Move With Me is next and this takes the tempo down, with Neneh singing a somewhat heartfelt ballad over a set of synth pads and soft drum machines. I really like it when Neneh sings, and she does a great job here against occasional record scratches. The track was released as the album’s second single, but in Germany only.
That’s followed by I Ain’t Gone Under Yet, which opens with a mini-Cherry child (I think it’s probably Tyson) shouting, prompting Neneh to tell them to wait a moment whilst she records the song. What follows is a wonderfully chilled sound of record scratches, mellow bass and beats, and samples of songs by Motherlode. Whilst this track isn’t co-produced by Geoff Barrow of Portishead (that’s to come), it sounds influenced by the same sound.
Then it’s Twisted which gives us another nice mid-tempo track with shuffling beats and bass whist Neneh seems to sing so effortlessly over the top with a soulful sound. At times, it sounds like a 1990’s Lisa Stansfield song, but Neneh’s delivery makes it unmistakably hers.
Next up is third and final single Buddy X, a song that gave her a #35 UK single. The track contains a catchy little sample of Sam and Dave’s hit Rich Kind Of Poverty (1967), which anchors the song stylistically, but gives Neneh a mellow, swaggering sound from which to sing, joined occasionally by gurgling and beeping synths.

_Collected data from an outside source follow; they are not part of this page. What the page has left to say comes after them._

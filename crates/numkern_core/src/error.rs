use serde::{Deserialize, Serialize};
use thiserror::Error;

/// Errors returned by the matrix operations.
#[derive(Error, Debug, Clone, Copy, PartialEq, Eq)]
pub enum MatrixError {
    /// Storage is missing or inconsistent, or a dimension is not positive.
    #[error("incorrect matrix")]
    IncorrectMatrix,

    /// The operands are well formed but the operation is undefined for them.
    #[error("calculation error: {0}")]
    CalcError(#[from] CalcFailure),
}

/// Why a calculation on well-formed matrices was refused.
#[derive(Error, Debug, Clone, Copy, PartialEq, Eq)]
pub enum CalcFailure {
    #[error("incompatible dimensions {}x{} and {}x{}", .left.0, .left.1, .right.0, .right.1)]
    DimensionMismatch {
        left: (usize, usize),
        right: (usize, usize),
    },

    #[error("expected a square matrix, got {rows}x{columns}")]
    NotSquare { rows: usize, columns: usize },

    #[error("matrix is singular")]
    Singular,

    #[error("no minor exists at ({row}, {column})")]
    NoMinor { row: usize, column: usize },

    #[error("index ({row}, {column}) is out of bounds")]
    OutOfBounds { row: usize, column: usize },
}

/// The three-valued status code of the matrix API.
#[derive(Debug, Clone, Copy, PartialEq, Eq, Hash, Serialize, Deserialize)]
#[repr(u8)]
pub enum Status {
    Success = 0,
    IncorrectMatrix = 1,
    CalcError = 2,
}

impl Status {
    pub fn of<T>(result: &Result<T>) -> Self {
        match result {
            Ok(_) => Status::Success,
            Err(err) => err.status(),
        }
    }

    pub fn code(self) -> u8 {
        self as u8
    }
}

impl MatrixError {
    pub fn status(&self) -> Status {
        match self {
            MatrixError::IncorrectMatrix => Status::IncorrectMatrix,
            MatrixError::CalcError(_) => Status::CalcError,
        }
    }
}

pub type Result<T> = std::result::Result<T, MatrixError>;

That’s followed by Somedays, opening perhaps bravely with a rendition of Beethoven’s Moonlight Sonata, and enough record crackle and layers, that it sounds perfectly part of Portishead’s discography, which is just as well considering that it is written and co-produced by Geoff Barrow (of Portishead). The combination of Beethoven, drum machines, and Neneh Cherry works remarkably well. The track ends on a haunting Sonata play-out as a phone rings. This really should have become a single.
Trout follows that, and here we are treated to R.E.M‘s Michael Stipe, with Jonny Dollar (J$) returning to play a riff from Steppenwolf’s 1968 track The Pusher. The vocal play between Cherry and Stipe works a treat here, and even though he takes the mic first, Neneh owns the song. The track also sounds quite loose like a live gig recording, in which both vocalists had a lot of fun singing a semi-political song about how schools should teach sex education.

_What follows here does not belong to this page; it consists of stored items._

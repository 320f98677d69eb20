use num_traits::ToPrimitive;
use serde::{Deserialize, Serialize};

const SIGN_MASK: u64 = 1 << 63;
const EXPONENT_SHIFT: u32 = 52;
const EXPONENT_MASK: u64 = 0x7ff << EXPONENT_SHIFT;
const MANTISSA_MASK: u64 = (1 << EXPONENT_SHIFT) - 1;

/// The three bit fields of a binary64 value.
#[derive(Debug, Clone, Copy, PartialEq, Eq, Hash, Serialize, Deserialize)]
pub struct FloatParts {
    pub sign: bool,
    /// Biased 11-bit exponent.
    pub exponent: u16,
    /// 52-bit fraction, without the implicit leading bit.
    pub mantissa: u64,
}

impl FloatParts {
    pub fn decompose(x: f64) -> Self {
        let bits = x.to_bits();
        Self {
            sign: bits & SIGN_MASK != 0,
            exponent: ((bits & EXPONENT_MASK) >> EXPONENT_SHIFT) as u16,
            mantissa: bits & MANTISSA_MASK,
        }
    }

    /// Reassembles the value. Bits outside each field's width are dropped.
    pub fn compose(self) -> f64 {
        let sign = if self.sign { SIGN_MASK } else { 0 };
        let exponent = (u64::from(self.exponent) << EXPONENT_SHIFT) & EXPONENT_MASK;
        f64::from_bits(sign | exponent | (self.mantissa & MANTISSA_MASK))
    }
}

/// True only for NaN, the one value that is unequal to itself.
#[allow(clippy::eq_op)]
pub fn is_nan(x: f64) -> bool {
    x != x
}

/// True when truncation toward zero loses nothing. Magnitudes beyond the
/// `i64` range do not convert and are reported as non-integers.
pub fn is_integer(x: f64) -> bool {
    match x.to_i64() {
        Some(truncated) => x - truncated as f64 == 0.0,
        None => false,
    }
}

pub fn is_odd_integer(x: f64) -> bool {
    is_integer(x) && x.to_i64().is_some_and(|n| n % 2 != 0)
}

pub fn is_even_integer(x: f64) -> bool {
    is_integer(x) && x.to_i64().is_some_and(|n| n % 2 == 0)
}

pub fn is_infinite(x: f64) -> bool {
    x == f64::INFINITY || x == f64::NEG_INFINITY
}

/// False exactly for the two infinities. NaN counts as finite here.
pub fn is_finite(x: f64) -> bool {
    !is_infinite(x)
}

/// Reads the sign bit directly, which is the only way to tell `-0.0` from
/// `+0.0` or to see the sign of a NaN.
pub fn sign_bit(x: f64) -> bool {
    FloatParts::decompose(x).sign
}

Peace In Mind is next, which drops soft soundscapes over a drum machine as Neneh sings over the top. This is a pretty chilled out song, with some far-off bell/chime sounds ringing in the background, helping to sew the song together as it evolves. It’s a nice relaxing sound.
The album closes with Red Paint, credited as ‘inspired by Moki Cherry‘ as the song is based on a story Neneh’s artist mother (Moki) told her. This track is a really strong song, and is perhaps the most full sounding song here, with a wonderful evolution, enhanced by the use of sound samples of the police. It’s a great song to end on.
Over all, this album feels like a different Neneh Cherry with a mixture of sounds, but the underlying relaxing bass, funky sounds, and soulful vocals delivers a more chilled out tone to 1989’s Raw Like Sushi.
There’s a lot of really nice musical and vocal sounds here, and the rich layers work well – whether they are synth pads, thick swaggering bass, or shuffling drum machines, or Neneh’s pristine vocals. Somedays is the strongest sound here, and perhaps the bravest too with its use of Beethoven. Buddy X and I Ain’t Gone Under Yet are also two great songs, with the latter and Somedays both really should having been singles along with Red Paint.
Whilst there aren’t any bad songs here, weaker tracks sadly include Trout with Michael Stipe, with the song saved by the repeated interpolation of Steppenwolf’s riff, and the middle of the road song Twisted. A bit more structure to these songs would have been good, but instrumentally and vocally, the album is rich.
If you’re coming to this album as a lover of her previous and debut album Raw Like Sushi, then you might be a little disappointed.
- POP RESCUE 2022 RATING: 4 / 5
- 1992 UK ALBUM CHART PEAK: #27
- POP RESCUE COST: £1.49 from a Discogs.com seller.